Caius and Lucius Caesar, Julia's two youthful sons, of whom Augustus
was very fond, were the principal instruments with which the enemies of
Tiberius fought against the influence of Livia over Augustus. Every
effort was made to sow hatred and distrust between the two youths and
Tiberius, to the end that it might become impossible to have them
collaborate with him in the government of the empire, and that the
presence of Julia's sons should of necessity exclude that of her
husband. A further ally was soon found in the person of another child
of Julia and Agrippa, the daughter who has come down into history under
the name of the Younger Julia. Augustus had conceived as great a love
for her as for the two sons, and there was no doubt that she would aid
with every means in her power the party averse to Tiberius; for her
mother's instincts of liberty, luxury, and pleasure were also inherent
in her. Married to L. Aemilius Paulus, the son of one of the greatest
Roman families, she had early assumed in Rome a position which made
her, like her mother, the antithesis of Livia. She, too, gathered
about her, as the elder Julia had done, a court of elegant youths, men
of letters, and poets,--Ovid was of the number,--and with this group
she hoped to be able to hold the balance of power in the government
against that coterie of aged senators who paid court to Livia. She,
too, took advantage of the good-will of her grandfather, just as her
mother had done, and in the shadow of his protection she displayed an
extravagance which the laws did not permit, but which, on this account,
was all the more admired by the enemies of the old Roman Puritanism.
As though openly to defy the sumptuary law of Augustus, she built
herself a magnificent villa; and, if we dare believe tradition, it was
not long before she, too, had violated the very law which had proved
disastrous to her mother.

Thus, even after the departure of Julia, her three children, Caius,
Lucius, and Julia the Younger, constituted in Rome an alliance which
was sufficiently powerful to contest every inch of ground with the
party of Livia; for they had public opinion in their favor, they
enjoyed the support of the senate, and they played upon the weakness of
Augustus. In the year 2 A.D., after four years of exhaustive efforts
spent in struggle and intrigue, all that Livia had been able to obtain
was the mere permission that Tiberius might return to Rome, under the
conditions, however, that he retire to private life, that he give
himself up to the education of his son, and that he in no wise mingle
in public affairs. The condition of the empire was growing worse on
every side; the finances were disordered, the army was disorganized,
and the frontiers were threatened, for revolt was raising its head in
Gaul, in Pannonia, and especially in Germany. Every day the situation
seemed to demand the hand of Tiberius, who, now in the prime of life,
was recognized as one of the leading administrators and the first
general of the empire. But, for all Livia's insistence, Augustus
refused to call Tiberius back into the government. The Julii were
masters of the state, and held the Claudii at a distance.

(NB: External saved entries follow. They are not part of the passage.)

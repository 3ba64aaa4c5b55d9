//! Authentication middleware and extractor for axum.
//!
//! The middleware validates Bearer tokens through the `SessionValidator`
//! port, keeping it implementation-agnostic. It is layered only over the
//! routes that require a session; open endpoints never inspect the header,
//! so a stale token attached by the client cannot break them. A request
//! with no Authorization header passes through untouched and is rejected
//! with 401 by the [`RequireAuth`] extractor. A present header that is not
//! a valid bearer token (wrong scheme, bad signature, expired) is rejected
//! here with 403, before any handler runs.
//!
//! ```text
//! Request -> auth_middleware -> injects Identity into extensions
//!                                      |
//!                              Handler -> RequireAuth reads extensions
//! ```

use std::sync::Arc;

use axum::{
    extract::{Request, State},
    http::StatusCode,
    middleware::Next,
    response::{IntoResponse, Response},
    Json,
};

use crate::domain::foundation::{AuthError, Identity};
use crate::ports::SessionValidator;

/// Auth middleware state - wraps the session validator.
pub type AuthState = Arc<dyn SessionValidator>;

/// Validates a Bearer token when one is presented.
///
/// Expects the token in the `Authorization` header with `Bearer` prefix.
pub async fn auth_middleware(
    State(validator): State<AuthState>,
    mut request: Request,
    next: Next,
) -> Response {
    let header = request
        .headers()
        .get("Authorization")
        .and_then(|h| h.to_str().ok());

    match header {
        Some(header) => {
            let verified = match header.strip_prefix("Bearer ") {
                Some(token) => validator.validate(token).await,
                // A present header with another scheme can never verify.
                None => Err(AuthError::InvalidAuth),
            };
            match verified {
                Ok(identity) => {
                    request.extensions_mut().insert(identity);
                    next.run(request).await
                }
                Err(_) => (
                    StatusCode::FORBIDDEN,
                    Json(serde_json::json!({ "message": "Forbidden" })),
                )
                    .into_response(),
            }
        }
        None => {
            // No header at all - continue without a session.
            // Handlers use RequireAuth to enforce authentication.
            next.run(request).await
        }
    }
}

/// Extractor that requires a verified identity.
///
/// Returns 401 when the auth middleware injected no identity (no bearer
/// header was presented).
#[derive(Debug, Clone)]
pub struct RequireAuth(pub Identity);

impl<S> axum::extract::FromRequestParts<S> for RequireAuth
where
    S: Send + Sync,
{
    type Rejection = AuthRejection;

    fn from_request_parts<'life0, 'life1, 'async_trait>(
        parts: &'life0 mut axum::http::request::Parts,
        _state: &'life1 S,
    ) -> std::pin::Pin<
        Box<dyn std::future::Future<Output = Result<Self, Self::Rejection>> + Send + 'async_trait>,
    >
    where
        'life0: 'async_trait,
        'life1: 'async_trait,
        Self: 'async_trait,
    {
        Box::pin(async move {
            parts
                .extensions
                .get::<Identity>()
                .cloned()
                .map(RequireAuth)
                .ok_or(AuthRejection::Unauthenticated)
        })
    }
}

/// Rejection type for authentication failures.
#[derive(Debug, Clone)]
pub enum AuthRejection {
    /// No bearer token was presented.
    Unauthenticated,
}

impl IntoResponse for AuthRejection {
    fn into_response(self) -> Response {
        let AuthRejection::Unauthenticated = self;
        (
            StatusCode::UNAUTHORIZED,
            Json(serde_json::json!({ "message": "unAuthorized" })),
        )
            .into_response()
    }
}

#[cfg(test)]
mod tests {
    use super::*;
    use crate::adapters::auth::JwtTokenService;
    use chrono::Duration;
    use secrecy::SecretString;

    fn validator() -> Arc<JwtTokenService> {
        Arc::new(JwtTokenService::new(
            SecretString::new("middleware-test-secret".to_string()),
            Duration::days(1),
        ))
    }

    #[tokio::test]
    async fn validator_returns_identity_for_valid_token() {
        use crate::ports::{SessionValidator, TokenIssuer};

        let service = validator();
        let token = service.issue_token("test@example.com").unwrap();

        let identity = service.validate(&token).await.unwrap();
        assert_eq!(identity.email, "test@example.com");
    }

    #[tokio::test]
    async fn require_auth_extracts_identity_from_extensions() {
        use axum::extract::FromRequestParts;
        use axum::http::Request;

        let mut request: Request<()> = Request::builder().uri("/test").body(()).unwrap();
        request
            .extensions_mut()
            .insert(Identity::new("test@example.com"));

        let (mut parts, _body) = request.into_parts();

        let result: Result<RequireAuth, AuthRejection> =
            RequireAuth::from_request_parts(&mut parts, &()).await;

        assert!(result.is_ok());
        let RequireAuth(identity) = result.unwrap();
        assert_eq!(identity.email, "test@example.com");
    }

    #[tokio::test]
    async fn require_auth_fails_without_identity() {
        use axum::extract::FromRequestParts;
        use axum::http::Request;

        let request: Request<()> = Request::builder().uri("/test").body(()).unwrap();
        let (mut parts, _body) = request.into_parts();

        let result: Result<RequireAuth, AuthRejection> =
            RequireAuth::from_request_parts(&mut parts, &()).await;

        assert!(matches!(result, Err(AuthRejection::Unauthenticated)));
    }

    #[test]
    fn auth_rejection_returns_401() {
        let response = AuthRejection::Unauthenticated.into_response();
        assert_eq!(response.status(), StatusCode::UNAUTHORIZED);
    }

    #[test]
    fn bearer_token_extraction() {
        let header_value = "Bearer my-secret-token";
        assert_eq!(
            header_value.strip_prefix("Bearer "),
            Some("my-secret-token")
        );

        let header_value = "Basic dXNlcjpwYXNz";
        assert_eq!(header_value.strip_prefix("Bearer "), None);
    }
}
//! Payment intent endpoints.

pub mod dto;
pub mod handlers;
pub mod routes;

pub use routes::routes;
//! In-memory user store.

use std::sync::Mutex;

use async_trait::async_trait;

use crate::domain::foundation::{DomainError, ErrorCode, UserId};
use crate::domain::user::{NewUser, Role, User};
use crate::ports::UserRepository;

#[derive(Default)]
pub struct InMemoryUserRepository {
    users: Mutex<Vec<User>>,
}

impl InMemoryUserRepository {
    pub fn new() -> Self {
        Self::default()
    }
}

#[async_trait]
impl UserRepository for InMemoryUserRepository {
    async fn find_by_email(&self, email: &str) -> Result<Option<User>, DomainError> {
        Ok(self
            .users
            .lock()
            .unwrap()
            .iter()
            .find(|u| u.email == email)
            .cloned())
    }

    async fn find_by_id(&self, id: &UserId) -> Result<Option<User>, DomainError> {
        Ok(self
            .users
            .lock()
            .unwrap()
            .iter()
            .find(|u| u.id == *id)
            .cloned())
    }

    async fn list(&self) -> Result<Vec<User>, DomainError> {
        Ok(self.users.lock().unwrap().clone())
    }

    async fn insert(&self, candidate: NewUser) -> Result<User, DomainError> {
        let mut users = self.users.lock().unwrap();
        if users.iter().any(|u| u.email == candidate.email) {
            return Err(DomainError::new(
                ErrorCode::ValidationFailed,
                format!("user with email {} already exists", candidate.email),
            ));
        }
        let user = User {
            id: UserId::new(),
            name: candidate.name,
            email: candidate.email,
            role: Role::default(),
        };
        users.push(user.clone());
        Ok(user)
    }

    async fn set_role(&self, id: &UserId, role: Role) -> Result<(), DomainError> {
        let mut users = self.users.lock().unwrap();
        match users.iter_mut().find(|u| u.id == *id) {
            Some(user) => {
                user.role = role;
                Ok(())
            }
            None => Err(DomainError::new(ErrorCode::UserNotFound, "User not found")),
        }
    }
}
//! CreateDepositIntentHandler - mint a client secret for a deposit.

use std::sync::Arc;

use crate::domain::foundation::DomainError;
use crate::ports::{PaymentIntent, PaymentProvider};

/// Converts a decimal price to the provider's minor units (cents).
pub fn to_minor_units(price: f64) -> i64 {
    (price * 100.0).round() as i64
}

#[derive(Debug, Clone)]
pub struct CreateDepositIntentCommand {
    /// Decimal price of the treatment being paid for.
    pub price: f64,
}

pub struct CreateDepositIntentHandler {
    payments: Arc<dyn PaymentProvider>,
}

impl CreateDepositIntentHandler {
    pub fn new(payments: Arc<dyn PaymentProvider>) -> Self {
        Self { payments }
    }

    pub async fn handle(
        &self,
        cmd: CreateDepositIntentCommand,
    ) -> Result<PaymentIntent, DomainError> {
        if !cmd.price.is_finite() || cmd.price < 0.0 {
            return Err(DomainError::validation("price must be a non-negative number"));
        }

        let amount_minor = to_minor_units(cmd.price);
        let intent = self.payments.create_deposit_intent(amount_minor).await?;
        tracing::info!(intent_id = %intent.id, amount_minor, "payment intent created");
        Ok(intent)
    }
}

#[cfg(test)]
mod tests {
    use super::*;
    use crate::domain::foundation::ErrorCode;
    use crate::ports::PaymentError;
    use async_trait::async_trait;
    use std::sync::Mutex;

    struct RecordingProvider {
        amounts: Mutex<Vec<i64>>,
    }

    #[async_trait]
    impl PaymentProvider for RecordingProvider {
        async fn create_deposit_intent(
            &self,
            amount_minor: i64,
        ) -> Result<PaymentIntent, PaymentError> {
            self.amounts.lock().unwrap().push(amount_minor);
            Ok(PaymentIntent {
                id: "pi_test".to_string(),
                client_secret: "pi_test_secret".to_string(),
            })
        }
    }

    #[test]
    fn minor_units_are_rounded_cents() {
        assert_eq!(to_minor_units(99.0), 9900);
        assert_eq!(to_minor_units(19.99), 1999);
        assert_eq!(to_minor_units(10.005), 1001);
        assert_eq!(to_minor_units(0.0), 0);
    }

    #[tokio::test]
    async fn provider_receives_the_converted_amount() {
        let provider = Arc::new(RecordingProvider {
            amounts: Mutex::new(Vec::new()),
        });
        let handler = CreateDepositIntentHandler::new(provider.clone());

        let intent = handler
            .handle(CreateDepositIntentCommand { price: 19.99 })
            .await
            .unwrap();

        assert_eq!(intent.client_secret, "pi_test_secret");
        assert_eq!(provider.amounts.lock().unwrap().as_slice(), &[1999]);
    }

    #[tokio::test]
    async fn negative_price_is_rejected_before_the_provider_call() {
        let provider = Arc::new(RecordingProvider {
            amounts: Mutex::new(Vec::new()),
        });
        let handler = CreateDepositIntentHandler::new(provider.clone());

        let err = handler
            .handle(CreateDepositIntentCommand { price: -5.0 })
            .await
            .unwrap_err();

        assert_eq!(err.code, ErrorCode::ValidationFailed);
        assert!(provider.amounts.lock().unwrap().is_empty());
    }

    #[tokio::test]
    async fn provider_failure_surfaces_as_external_service_error() {
        struct FailingProvider;

        #[async_trait]
        impl PaymentProvider for FailingProvider {
            async fn create_deposit_intent(
                &self,
                _amount_minor: i64,
            ) -> Result<PaymentIntent, PaymentError> {
                Err(PaymentError::provider("card network unavailable"))
            }
        }

        let handler = CreateDepositIntentHandler::new(Arc::new(FailingProvider));
        let err = handler
            .handle(CreateDepositIntentCommand { price: 10.0 })
            .await
            .unwrap_err();
        assert_eq!(err.code, ErrorCode::ExternalServiceError);
    }
}
//! Catalog read port.

use async_trait::async_trait;

use crate::domain::foundation::DomainError;
use crate::domain::scheduling::AppointmentOption;

/// Read-only access to the appointment option catalog.
///
/// The catalog is owned by an external collaborator; the core never writes
/// to it.
#[async_trait]
pub trait CatalogReader: Send + Sync {
    /// Returns every appointment option with its full slot list.
    async fn list_options(&self) -> Result<Vec<AppointmentOption>, DomainError>;
}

[Illustration: Antony and Cleopatra.]

Perhaps Tiberius would never have returned to power in Rome had not
chance aided him in the sudden taking off, in a strange and unforeseen
manner, of Caius and Lucius Caesar. The latter died at Marseilles,
following a brief illness, shortly after the return of Tiberius to
Rome, August 29, in the year 2 A.D. It was a great grief to Augustus,
and, twenty months after, was followed by another still more serious.
In February of the year 4, Caius also died, in Lycia, of a wound
received in a skirmish. These two deaths were so premature, so close
to each other, and so opportune for Tiberius, that posterity has
refused to see in them simply one of the many mischances of life.
Later generations have tried to believe that Livia had a hand in these
fatalities. Yet he who understands life at all knows that it is easier
to imagine and suspect romantic poisonings of this sort than it is to
carry them out. Even leaving the character of Livia out of
consideration, it is difficult to imagine how she would have dared, or
have been able, to poison the two youths at so great a distance from
Rome, one in Asia, the other in Gaul, by means of a long train of
accomplices, and this at a moment when the family of Augustus was
divided by many hatreds and every member was suspected, spied upon, and
watched by a hostile party. Furthermore, it would have been necessary
to carry this out at a time when the example of Julia proved to all
that relationship to Augustus was not a sufficient defense against the
rigors of the law and the severity of public opinion when roused by any
serious crime. Besides, it is a recognized fact that people are always
inclined to suspect a crime whenever a man prominent in the public eye
dies before his time. At Turin, for example, there still lives a
tradition among the people that Cavour was poisoned, some say by the
order of Napoleon III, others by the Jesuits, simply because his life
was suddenly cut off, at the age of fifty-two, at the moment when Italy
had greatest need of him. Indeed, even to-day we are impressed when we
see in the family of Augustus so many premature deaths of young men;
but precisely because these untimely deaths are frequent we come to see
in them the predestined ruin of a worn-out race in history. All
ancient families at a certain moment exhaust themselves. This is the
reason why no aristocracy has been able to endure for long unless
continually renewed, and why all those that have refused to take in new
blood have failed from the face of the earth. There is no serious
reason for attributing so horrible a crime to a woman who was venerated
by the best men of her time; and the fables which the populace, always
faithful to Julia, and therefore hostile to Livia, recounted on this
score, and which the historians of the succeeding age collected, have
no decisive value.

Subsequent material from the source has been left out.